Мои сверстники не участвовали непосредственно в революции. Мы были первым поколением, родившимся в советское время. Но мы, если можно так выразиться, развивались на дрожжах революции. Нашими воспитателями были участники революции и Гражданской войны, активные деятели тех исторических событий. Они служили нам примером.
Я уже рассказывал, что наша любимая учительница литературы Ольга Прокофьевна в восемнадцать лет работала в политотделе Первой конной армии; преподаватель физики, командовавший полком в Гражданскую войну, в школу ходил в военной гимнастерке и галифе. Они были отличными учителями и прекрасными воспитателями, одухотворенными идеями революции. И талантливо, убежденно прививали их нам, своим ученикам. Мы не принимали личного участия в коллективизации и индустриализации, но все это происходило на наших глазах, касалось наших семей.
Наше поколение – первое после революции – получило по-настоящему хорошее образование. Мы хорошо знали нужды простых людей, потому что сами вышли из народа. Мы ценили каждого человека! У нас легко устанавливались контакты с простыми людьми, потому что все мы с ними плечом к плечу воевали на фронте. И там, на передовой, не делили людей на высоко– или низкообразованных. Воевали защитники Отечества, честно, добросовестно выполнявшие свой долг перед Родиной.
Наше поколение отличал еще один важный фактор: у нас были чистые руки. Да, в юношеском возрасте мы были свидетелями репрессий тридцатых годов. Они коснулись и моих родных. Но мы были еще молоды, чтобы вариться в этом котле.
Мы то поколение, которое нормально относилось к людям другой национальности, в том числе к евреям. Когда при мне поднимают «еврейский вопрос», я всегда вспоминаю, как на фронте погибали мои товарищи, в том числе и евреи. Это были славные бойцы, и они до сих пор живут в моей душе.
Я думаю, мы прозевали национальный вопрос. Я в своем последнем выступлении на пленуме сказал, что национальный вопрос – это живой вопрос, что он развивается вместе с развитием нашего общества, что он меня беспокоит. А если говорить о 1967 годе, то тогда еще можно было все поправить. Ну хорошо, Егорычева убрали. Но национальный вопрос остался! Мало того, в годы перестройки он так «расцвел» и «цветет» до сих пор: украинцев настраивают против русских, грузин – против русских, русских – против евреев – и пошло-поехало!
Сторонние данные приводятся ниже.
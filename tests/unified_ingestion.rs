use std::fs;

use schema_records::IngestionError;
use schema_records::ingestion::{
    ingest, ingest_from_path, ingest_from_path_async, IngestSource, IngestionFormat, IngestionOptions,
    IngestionRequest,
};
use schema_records::types::{Field, FieldType, Schema, Value};
use schema_records::validation::validate_record;

fn people_schema() -> Schema {
    Schema::from_json_str(&fs::read_to_string("tests/fixtures/people_schema.json").unwrap()).unwrap()
}

fn age_schema() -> Schema {
    Schema::new("ages", "", vec![Field::new("age", FieldType::Number).required()]).unwrap()
}

fn ingest_str(name: &str, contents: &str, schema: &Schema) -> Result<Vec<schema_records::types::Record>, IngestionError> {
    ingest(&IngestSource::new(name, contents), schema, &IngestionOptions::default())
}

#[test]
fn csv_with_one_bad_row_is_rejected() {
    let err = ingest_str("ages.csv", "age\n30\nabc", &age_schema()).unwrap_err();
    assert_eq!(err.messages(), ["Row 2: age must be a number"]);
}

#[test]
fn csv_with_valid_rows_is_accepted() {
    let records = ingest_str("ages.csv", "age\n30\n25", &age_schema()).unwrap();
    let ages: Vec<_> = records.iter().map(|r| r.get("age").cloned()).collect();
    assert_eq!(ages, [Some(Value::Number(30.0)), Some(Value::Number(25.0))]);
}

#[test]
fn json_string_number_is_accepted() {
    let records = ingest_str("ages.json", r#"[{"age":"40"}]"#, &age_schema()).unwrap();
    assert_eq!(records.len(), 1);
    assert_eq!(records[0].get("age"), Some(&Value::Number(40.0)));
}

#[test]
fn json_object_top_level_is_a_single_decode_error() {
    let err = ingest_str("ages.json", r#"{"age":40}"#, &age_schema()).unwrap_err();
    assert_eq!(err.messages(), ["expected an array of records"]);
}

#[test]
fn non_csv_names_are_decoded_as_json() {
    let records = ingest_str("upload", r#"[{"age":1}]"#, &age_schema()).unwrap();
    assert_eq!(records.len(), 1);
    let err = ingest_str("ages.txt", "age\n1", &age_schema()).unwrap_err();
    assert!(matches!(err, IngestionError::Json(_)));
}

#[test]
fn forced_format_overrides_extension() {
    let opts = IngestionOptions {
        format: Some(IngestionFormat::Csv),
        ..Default::default()
    };
    let records = ingest(&IngestSource::new("ages.json", "age\n7"), &age_schema(), &opts).unwrap();
    assert_eq!(records[0].get("age"), Some(&Value::Number(7.0)));
}

#[test]
fn header_only_file_yields_no_records_and_no_errors() {
    let records = ingest_str("ages.csv", "age\n", &age_schema()).unwrap();
    assert!(records.is_empty());
}

#[test]
fn missing_required_field_gives_one_entry_for_that_row() {
    let err = ingest_str("people.json", r#"[{"name":"Ada","age":1},{"name":"Lin"},{"name":"Bo","age":2}]"#, &people_schema())
        .unwrap_err();
    assert_eq!(err.messages(), ["Row 2: age is required"]);
}

#[test]
fn every_failing_row_is_listed() {
    let err = ingest_from_path("tests/fixtures/people_invalid.csv", &people_schema(), &IngestionOptions::default())
        .unwrap_err();
    assert_eq!(
        err.messages(),
        [
            "Row 2: name is required, age must be a number, joined must be a valid date",
            "Row 3: joined must be a valid date",
        ]
    );
}

fn events_schema(at_required: bool) -> Schema {
    let at = Field::new("at", FieldType::Date);
    let at = if at_required { at.required() } else { at };
    Schema::new("events", "", vec![Field::new("name", FieldType::String), at]).unwrap()
}

#[test]
fn blank_optional_date_cell_rejects_the_batch() {
    let err = ingest_str("events.csv", "name,at\nAda,2024-03-01\nGrace,\n", &events_schema(false)).unwrap_err();
    assert_eq!(err.messages(), ["Row 2: at must be a valid date"]);
}

#[test]
fn empty_json_date_string_is_a_type_error_not_a_missing_value() {
    let err = ingest_str("events.json", r#"[{"name":"Ada","at":""}]"#, &events_schema(true)).unwrap_err();
    assert_eq!(err.messages(), ["Row 1: at must be a valid date"]);
}

#[test]
fn blank_required_number_cell_is_accepted_as_zero() {
    let records = ingest_str("ages.csv", "age,note\n,x\n", &age_schema()).unwrap();
    assert_eq!(records[0].get("age"), Some(&Value::Number(0.0)));
}

#[test]
fn accepted_records_all_validate() {
    let schema = people_schema();
    for path in ["tests/fixtures/people.csv", "tests/fixtures/people.json"] {
        let records = ingest_from_path(path, &schema, &IngestionOptions::default()).unwrap();
        assert_eq!(records.len(), 2, "{path}");
        assert!(records.iter().all(|r| validate_record(r, &schema).is_empty()), "{path}");
    }
}

#[test]
fn missing_file_is_an_io_error() {
    let err = ingest_from_path("tests/fixtures/does_not_exist.csv", &age_schema(), &IngestionOptions::default())
        .unwrap_err();
    assert!(matches!(err, IngestionError::Io(_)));
    assert_eq!(err.messages().len(), 1);
}

#[test]
fn request_runs_later() {
    let req = IngestionRequest {
        path: "tests/fixtures/people.csv".into(),
        schema: people_schema(),
        options: IngestionOptions::default(),
    };
    assert_eq!(req.run().unwrap().len(), 2);
}

#[tokio::test]
async fn async_ingest_reads_and_validates() {
    let schema = people_schema();
    let records = ingest_from_path_async("tests/fixtures/people.json", &schema, &IngestionOptions::default())
        .await
        .unwrap();
    assert_eq!(records.len(), 2);

    let err = ingest_from_path_async("tests/fixtures/people_invalid.csv", &schema, &IngestionOptions::default())
        .await
        .unwrap_err();
    assert!(matches!(err, IngestionError::Rejected { ref errors } if errors.len() == 2));
}

#[tokio::test]
async fn async_request_from_temp_file() {
    let dir = tempfile::tempdir().unwrap();
    let path = dir.path().join("ages.csv");
    fs::write(&path, "age\n1\n2\n3\n").unwrap();

    let req = IngestionRequest {
        path,
        schema: age_schema(),
        options: IngestionOptions::default(),
    };
    assert_eq!(req.run_async().await.unwrap().len(), 3);
}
Мы же колоссальный вред нанесли стране и партии, не уделив должного внимания национальному вопросу!
Наше поколение оказалось вырубленным войной, потому прошло довольно незаметно в политической жизни страны. Если бы оно не оказалось таким поредевшим, оно смогло бы передать полученную от предшественников эстафету следовавшим за нами. К сожалению, сделать этого нам не удалось.